PP2A activation targets MYCN in neuroblastoma.

Neuroblastoma (NBL) is the most common extracranial solid tumor of childhood, accounting for 7-10% of all children cancers, but leading to 15% of childhood cancer related deaths. Children with high-risk neuroblastoma (HR-NBL) lack effective treatments that achieve durable outcomes. While multiple factors stratify NBL patients into the high- risk category, MYCN amplification is a crucial determinant for that group. Thus far, efforts towards directly targeting MYCN have proven unsuccessful. Serine/threonine protein phosphatase 2 A (PP2A) functions as a tumor suppressor across cancers through its epigenetic effects, and its activity and tumor suppressor function are inhibited in NBL. We hypothesized that MYCN may be a target for PP2A, and that reactivation of PP2A may have a tumor suppressive effect on NBL. We employed studies to document the phenotypic, epigenetic, and in vivo effects of pharmacologic PP2A activation.

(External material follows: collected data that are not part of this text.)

//! Client configuration: base URL, timeout and route prefixes.

use serde::{Deserialize, Serialize};
use std::time::Duration;

/// Connection settings for the remote learning-matrix API
#[derive(Debug, Clone, Serialize, Deserialize, PartialEq)]
pub struct ClientConfig {
    /// Base URL of the REST API (default: "http://localhost:3000/api")
    #[serde(default = "default_base_url")]
    pub base_url: String,

    /// Per-request timeout in seconds (default: 30)
    #[serde(default = "default_timeout_secs")]
    pub timeout_secs: u64,

    /// Route prefixes of the individual resources
    #[serde(default)]
    pub routes: RouteConfig,
}

/// Resource paths, relative to the base URL
#[derive(Debug, Clone, Serialize, Deserialize, PartialEq)]
#[serde(default)]
pub struct RouteConfig {
    /// Course catalog
    pub courses: String,
    /// Subject catalog
    pub subjects: String,
    /// Specialty catalog
    pub specialties: String,
    /// Relationship records; single and bulk deletes hang off this path
    pub relationships: String,
}

fn default_base_url() -> String {
    "http://localhost:3000/api".to_string()
}

fn default_timeout_secs() -> u64 {
    30
}

impl Default for RouteConfig {
    fn default() -> Self {
        Self {
            courses: "/courses".to_string(),
            subjects: "/subjects".to_string(),
            specialties: "/specialties".to_string(),
            relationships: "/learning-matrix".to_string(),
        }
    }
}

impl Default for ClientConfig {
    fn default() -> Self {
        Self {
            base_url: default_base_url(),
            timeout_secs: default_timeout_secs(),
            routes: RouteConfig::default(),
        }
    }
}

impl ClientConfig {
    /// Configuration for `base_url` with default timeout and routes
    pub fn new(base_url: impl Into<String>) -> Self {
        Self {
            base_url: base_url.into(),
            ..Self::default()
        }
    }

    /// Request timeout as Duration
    pub fn timeout(&self) -> Duration {
        Duration::from_secs(self.timeout_secs)
    }
}

#[cfg(test)]
mod tests {
    use super::*;

    #[test]
    fn test_default_config() {
        let config = ClientConfig::default();
        assert_eq!(config.timeout_secs, 30);
        assert_eq!(config.timeout(), Duration::from_secs(30));
        assert_eq!(config.routes.relationships, "/learning-matrix");
    }

    #[test]
    fn test_missing_base_url_uses_default() {
        let config: ClientConfig = serde_json::from_str(r#"{"timeout_secs": 5}"#).unwrap();
        assert_eq!(config.base_url, "http://localhost:3000/api");
        assert_eq!(config.timeout_secs, 5);
    }

    #[test]
    fn test_partial_routes_keep_defaults() {
        let json = r#"{
            "base_url": "https://academy.example/api",
            "routes": { "relationships": "/matrix" }
        }"#;

        let config: ClientConfig = serde_json::from_str(json).unwrap();
        assert_eq!(config.base_url, "https://academy.example/api");
        assert_eq!(config.timeout_secs, 30);
        assert_eq!(config.routes.relationships, "/matrix");
        assert_eq!(config.routes.courses, "/courses");
    }
}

Novel PP2A activators, ATUX-1215 or ATUX-5800, reduced MYCN mRNA abundance and MYCN phosphorylation and protein expression. PP2A activation decreased the acetylation of H3K27 (H3K27ac) as well as the enrichment of H3K27ac at the MYCN promoter. ATUX-1215 and ATUX-5800 treatment led to hypophosphorylation of RNA Pol II carboxy-terminal domain (CTD) and BRD4, transcriptional and epigenetic regulators respectively, coinciding with decreased MYCN expression and gene regulator acetylation. Tumor growth decreased in animals treated with ATUX-1215, and analysis of tumor specimens confirmed decreased MYCN expression. We conclude that pharmacologic PP2A reactivation may be a relevant therapeutic component in NBL treatment through its targeting of MYCN.